失いかけた意識に、『オスカー』と、遠く微かに、リュミエールの声が聞こえた・・・気がした。
***
目覚めた場所は、暗闇の中だった。・・・ということは、目覚めていない・・・?
思わず、自分の目が確かに開いているのかを確認しようと、自分の顔に手をやろうとして、何か鎖のようなものに、拘束されていることに気づく。
「な・・・に・・・?」
ガキッ・・・
反射的に渾身の力を込めて、身動きしようとして、叶わない。天地も分からない、頼りない感覚の中、焦燥感が募る。
ふと、眼前に、スポットのように光の帯が落ちた。それで、自分が背後の物体に、鎖でやや前傾に固定されていることに気づき、天地の感覚を取り戻す。
光の中で、靄が人型を形作るようにして、やがて、薄青い、ヒトとも思えない・・・けれども、見慣れた一人の男が現れた。
男は、絹のような、薄く光を放つ白い布をラフに纏った格好で、ぼんやりと定まらない視線で、俺を見上げる。極力素肌を見せないリュミエールとは思えぬ、片方の肩をむき出しにし、胸板も一部見えてしまっているその格好に、俺は訝しむように目を細める。

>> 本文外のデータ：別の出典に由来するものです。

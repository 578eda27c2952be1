//! Scenario generator
//!
//! One-shot batch: resets the broker state of any previous run, publishes
//! the model, then samples and publishes `simulation_count` scenarios to
//! the bounded scenario queue.
//!
//! # Critical Invariants
//!
//! 1. **Fail before reset**: distributions are resolved before anything is
//!    purged, so an unknown kind leaves the previous run untouched
//! 2. **No resume**: a run always starts from empty scenario/result queues
//! 3. **Never blocks on a full queue**: overflow is the broker's head-drop

use crate::broker::{Broker, BrokerError, Persistence, QueueOptions};
use crate::config::PipelineConfig;
use crate::distributor::{short_version, ModelDistributor};
use crate::error::PipelineError;
use crate::models::ModelFile;
use crate::resilience::Shutdown;
use crate::rng::RngManager;
use crate::scenarios::ScenarioSampler;
use serde::Serialize;
use std::sync::Arc;
use std::time::{Duration, Instant};
use tracing::{info, warn};
use uuid::Uuid;

/// Messages discarded by a reset, per queue
#[derive(Debug, Clone, Copy, Default, PartialEq, Eq, Serialize)]
pub struct ResetSummary {
    pub results: usize,
    pub scenarios: usize,
    pub models: usize,
}

/// Outcome of one generation run
#[derive(Debug, Clone, Serialize)]
pub struct GenerationReport {
    pub run_id: Uuid,
    pub model_version: String,
    pub published: u64,
    pub elapsed: Duration,

    /// Scenarios that would have been evicted had no worker consumed
    /// during generation (upper bound on head-drop losses)
    pub evicted_hint: u64,
}

/// Samples scenarios and feeds the scenario queue
pub struct ScenarioProducer {
    broker: Arc<dyn Broker>,
    distributor: ModelDistributor,
    config: PipelineConfig,
    rng: RngManager,
}

impl ScenarioProducer {
    pub fn new(broker: Arc<dyn Broker>, config: &PipelineConfig) -> Self {
        let rng = match config.seed {
            Some(seed) => RngManager::new(seed),
            None => RngManager::from_entropy(),
        };
        Self {
            distributor: ModelDistributor::new(Arc::clone(&broker), config),
            broker,
            config: config.clone(),
            rng,
        }
    }

    /// Declare the scenario and result queues plus the model queue.
    pub async fn declare_queues(&self) -> Result<(), BrokerError> {
        declare_data_queues(self.broker.as_ref(), &self.config).await?;
        self.distributor.declare().await
    }

    /// Discard every trace of a previous run.
    pub async fn reset(&self) -> Result<ResetSummary, BrokerError> {
        self.declare_queues().await?;
        let summary = ResetSummary {
            results: self.broker.purge(&self.config.result_queue).await?,
            scenarios: self.broker.purge(&self.config.scenario_queue).await?,
            models: self.distributor.reset().await?,
        };
        info!(
            results = summary.results,
            scenarios = summary.scenarios,
            models = summary.models,
            "Previous run state purged"
        );
        Ok(summary)
    }

    /// Generate and publish every scenario of `model`.
    ///
    /// Stops early (with [`PipelineError::Cancelled`]) if `shutdown` fires.
    pub async fn run(
        &mut self,
        model: &ModelFile,
        shutdown: &Shutdown,
    ) -> Result<GenerationReport, PipelineError> {
        model.validate()?;
        let sampler = ScenarioSampler::new(&model.variables)?;
        let run_id = Uuid::new_v4();

        self.reset().await?;
        let record = self.distributor.publish_model(&model.model_function).await?;

        info!(
            %run_id,
            scenarios = model.simulation_count,
            variables = model.variables.len(),
            version = short_version(&record.version),
            "Generating scenarios"
        );

        let start = Instant::now();
        let mut published = 0u64;
        while published < model.simulation_count {
            if shutdown.is_triggered() {
                warn!(%run_id, published, "Generation interrupted");
                return Err(PipelineError::Cancelled);
            }

            let scenario = sampler.sample(&mut self.rng);
            let payload = serde_json::to_vec(&scenario)?;
            self.broker
                .publish(&self.config.scenario_queue, payload, Persistence::Persistent)
                .await?;
            published += 1;

            if published % self.config.progress_every == 0 {
                info!(published, total = model.simulation_count, "Generation progress");
            }
        }

        let elapsed = start.elapsed();
        let evicted_hint =
            published.saturating_sub(self.config.scenario_queue_max_length as u64);
        if evicted_hint > 0 {
            warn!(
                evicted_hint,
                max_length = self.config.scenario_queue_max_length,
                "Scenario count exceeds queue bound; unconsumed scenarios may be evicted"
            );
        }
        info!(
            %run_id,
            published,
            elapsed_secs = elapsed.as_secs_f64(),
            "Generation complete"
        );

        Ok(GenerationReport {
            run_id,
            model_version: record.version,
            published,
            elapsed,
            evicted_hint,
        })
    }
}

/// Declare the scenario (bounded) and result queues.
///
/// Every component declares what it touches, with identical options, so
/// start order does not matter.
pub async fn declare_data_queues(
    broker: &dyn Broker,
    config: &PipelineConfig,
) -> Result<(), BrokerError> {
    broker
        .declare(
            &config.scenario_queue,
            QueueOptions::bounded(config.scenario_queue_max_length),
        )
        .await?;
    broker
        .declare(&config.result_queue, QueueOptions::durable())
        .await
}
//! Pipeline configuration
//!
//! `PipelineConfig` carries every tunable of the producer, workers and
//! aggregator. Every field has a default, so an empty file (or no file
//! at all) is valid.
//!
//! Files are read as TOML, JSON or JSON5 depending on extension.
//! `.jsonc` and `.json5` files go through the JSON5 parser, so comments
//! (`//` and `/* */`) and trailing commas are accepted.

use crate::broker::BrokerKind;
use crate::distributor::DistributionMode;
use serde::de::DeserializeOwned;
use serde::{Deserialize, Serialize};
use std::path::Path;
use std::time::Duration;
use thiserror::Error;

/// Errors raised while loading or validating configuration files
#[derive(Debug, Error)]
pub enum ConfigError {
    #[error("Failed to read {path}: {source}")]
    Io {
        path: String,
        #[source]
        source: std::io::Error,
    },

    #[error("Invalid JSON: {0}")]
    Json(#[from] serde_json::Error),

    #[error("Invalid JSON5: {0}")]
    Json5(#[from] json5::Error),

    #[error("Invalid TOML: {0}")]
    Toml(#[from] toml::de::Error),

    #[error("Unsupported file extension: {0} (expected .json, .jsonc, .json5 or .toml)")]
    UnsupportedFormat(String),

    #[error("Invalid configuration: {0}")]
    Invalid(String),
}

/// Complete pipeline configuration
#[derive(Debug, Clone, Serialize, Deserialize)]
#[serde(default)]
pub struct PipelineConfig {
    /// Broker implementation to connect to
    pub broker: BrokerKind,

    /// Broker host. Identity only for the in-process broker.
    pub broker_host: String,

    /// Queue holding the current model formula
    pub model_queue: String,

    /// Bounded queue of sampled scenarios
    pub scenario_queue: String,

    /// Queue of worker results
    pub result_queue: String,

    /// Head-drop bound on the scenario queue
    pub scenario_queue_max_length: usize,

    /// Unacknowledged scenarios a worker may hold (single-in-flight = 1)
    pub worker_prefetch: usize,

    /// Unacknowledged results the aggregator may hold
    pub aggregator_prefetch: usize,

    /// Delay between model acquisition attempts
    pub model_poll_interval_ms: u64,

    /// Delay between broker connection attempts
    pub reconnect_delay_ms: u64,

    /// Period of the aggregator report loop
    pub report_interval_ms: u64,

    /// Log producer progress every N published scenarios
    pub progress_every: u64,

    /// Capacity of the aggregator's display reservoir
    pub reservoir_capacity: usize,

    /// Number of histogram bins over the reservoir
    pub histogram_bins: usize,

    /// Workers shown in the console dashboard ranking
    pub top_workers: usize,

    /// How workers obtain the model
    pub model_distribution: DistributionMode,

    /// RNG seed (None = seeded from wall clock)
    pub seed: Option<u64>,
}

impl Default for PipelineConfig {
    fn default() -> Self {
        Self {
            broker: BrokerKind::default(),
            broker_host: "localhost".to_string(),
            model_queue: "model_queue".to_string(),
            scenario_queue: "scenarios_queue".to_string(),
            result_queue: "results_queue".to_string(),
            scenario_queue_max_length: 2_000_000,
            worker_prefetch: 1,
            aggregator_prefetch: 100,
            model_poll_interval_ms: 2_000,
            reconnect_delay_ms: 5_000,
            report_interval_ms: 1_000,
            progress_every: 10_000,
            reservoir_capacity: 5_000,
            histogram_bins: 50,
            top_workers: 5,
            model_distribution: DistributionMode::default(),
            seed: None,
        }
    }
}

impl PipelineConfig {
    /// Load configuration from a TOML or JSON file and validate it.
    pub fn from_path(path: impl AsRef<Path>) -> Result<Self, ConfigError> {
        let config: Self = read_structured(path.as_ref())?;
        config.validate()?;
        Ok(config)
    }

    /// Reject configurations the pipeline cannot run with.
    pub fn validate(&self) -> Result<(), ConfigError> {
        for (name, value) in [
            ("model_queue", &self.model_queue),
            ("scenario_queue", &self.scenario_queue),
            ("result_queue", &self.result_queue),
        ] {
            if value.trim().is_empty() {
                return Err(ConfigError::Invalid(format!("{} must not be empty", name)));
            }
        }

        let positive = [
            ("scenario_queue_max_length", self.scenario_queue_max_length as u64),
            ("worker_prefetch", self.worker_prefetch as u64),
            ("aggregator_prefetch", self.aggregator_prefetch as u64),
            ("model_poll_interval_ms", self.model_poll_interval_ms),
            ("reconnect_delay_ms", self.reconnect_delay_ms),
            ("report_interval_ms", self.report_interval_ms),
            ("progress_every", self.progress_every),
            ("reservoir_capacity", self.reservoir_capacity as u64),
            ("histogram_bins", self.histogram_bins as u64),
        ];
        for (name, value) in positive {
            if value == 0 {
                return Err(ConfigError::Invalid(format!("{} must be positive", name)));
            }
        }

        Ok(())
    }

    pub fn model_poll_interval(&self) -> Duration {
        Duration::from_millis(self.model_poll_interval_ms)
    }

    pub fn reconnect_delay(&self) -> Duration {
        Duration::from_millis(self.reconnect_delay_ms)
    }

    pub fn report_interval(&self) -> Duration {
        Duration::from_millis(self.report_interval_ms)
    }
}

/// Read a TOML/JSON/JSON5 file into any deserializable type.
pub(crate) fn read_structured<T: DeserializeOwned>(path: &Path) -> Result<T, ConfigError> {
    let text = std::fs::read_to_string(path).map_err(|source| ConfigError::Io {
        path: path.display().to_string(),
        source,
    })?;

    let extension = path
        .extension()
        .and_then(|ext| ext.to_str())
        .unwrap_or("")
        .to_ascii_lowercase();

    match extension.as_str() {
        "json" => Ok(serde_json::from_str(&text)?),
        "jsonc" | "json5" => Ok(json5::from_str(&text)?),
        "toml" => Ok(toml::from_str(&text)?),
        other => Err(ConfigError::UnsupportedFormat(other.to_string())),
    }
}
//! Wire messages exchanged through the broker
//!
//! - Scenario: JSON object, variable name → sampled number
//! - ResultMessage: `{"worker": <id>, "result": <number>}`
//! - ModelRecord: formula plus content version, used by the slot
//!   distribution mode (the queue mode ships raw formula text)

use serde::{Deserialize, Serialize};
use sha2::{Digest, Sha256};
use std::collections::BTreeMap;

/// One sampled set of variable values.
///
/// Ordered so that serialized scenarios are byte-stable for a given seed.
pub type Scenario = BTreeMap<String, f64>;

/// Result of evaluating one scenario
#[derive(Debug, Clone, PartialEq, Serialize, Deserialize)]
pub struct ResultMessage {
    /// Identity of the worker that produced the value
    #[serde(rename = "worker")]
    pub worker_id: String,

    /// Evaluated formula value
    #[serde(rename = "result")]
    pub value: f64,
}

impl ResultMessage {
    pub fn new(worker_id: impl Into<String>, value: f64) -> Self {
        Self {
            worker_id: worker_id.into(),
            value,
        }
    }
}

/// A versioned model formula.
///
/// The version is the SHA-256 of the formula text, so two records with the
/// same version are interchangeable and re-reading a slot is idempotent.
#[derive(Debug, Clone, PartialEq, Eq, Serialize, Deserialize)]
pub struct ModelRecord {
    pub version: String,
    pub formula: String,
}

impl ModelRecord {
    pub fn new(formula: impl Into<String>) -> Self {
        let formula = formula.into();
        let version = fingerprint(&formula);
        Self { version, formula }
    }
}

/// Hex SHA-256 of a formula.
pub fn fingerprint(formula: &str) -> String {
    let digest = Sha256::digest(formula.as_bytes());
    digest.iter().map(|b| format!("{:02x}", b)).collect()
}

いつもは、宇宙をその瞳に閉じ込めたような輝きを放っている視線が、今はただ、奈落の底を思わせるように、瞳孔が開いていて、ただ、虹彩だけが、奇妙に蒼い光を放っていた。それが、普段からヒトらしくない男を、一層人外の者のように見せている。
「私は、水のサクリア。」
表情を失ったまま、男はゆっくりと、周囲に反響する声で呟いた。すぅ、と手が上がり、俺の顔を白い指が指し示す。
「お前は・・・。炎のサクリアの器。」
それから、ゆっくりと、男は目を細め、微笑した。その微笑に、とてつもない悪意を感じて、俺はゾッと悪寒を募らせる。と、同時に、確かにその男から立ち上るような水のサクリアを感じ取っていることに気づく。
「お前に、できるだろうか。」
微笑したまま、男は自分の身を緩く抱いて、視線を落とした。ごくり、と知らず、渇いた喉を湿らすように己の唾を嚥下してから、
「何をだ。」
と、低く問うた。
「お前には、できまい。」
再び表情を失って、まっすぐに俺を見やる蒼く輝く瞳は、落胆しているのか、それとも、期待しているのか、判別できない。
何事か、言ってやろうとして、
「だが、試す価値はあるだろう。」
その人外に、言葉を遮られる。男は、再び、今度は自分の手を己の真横に向けて上げる。そこに、再び、男が現れた時と同じように、靄が立ち上がり、楕円に、今度はどこかの惑星の風景が映し出された。海岸線に、沿うように狭い白い砂浜、それを更に囲むように森が広がっている。緩くカーブして続く海岸線の先に、岬が突き出しており、その上に、白い円筒状の建造物が佇んでいた。まるで潮風の匂いまで感じられる。俺は見覚えの無いその風景に、何故か懐かしさを覚える。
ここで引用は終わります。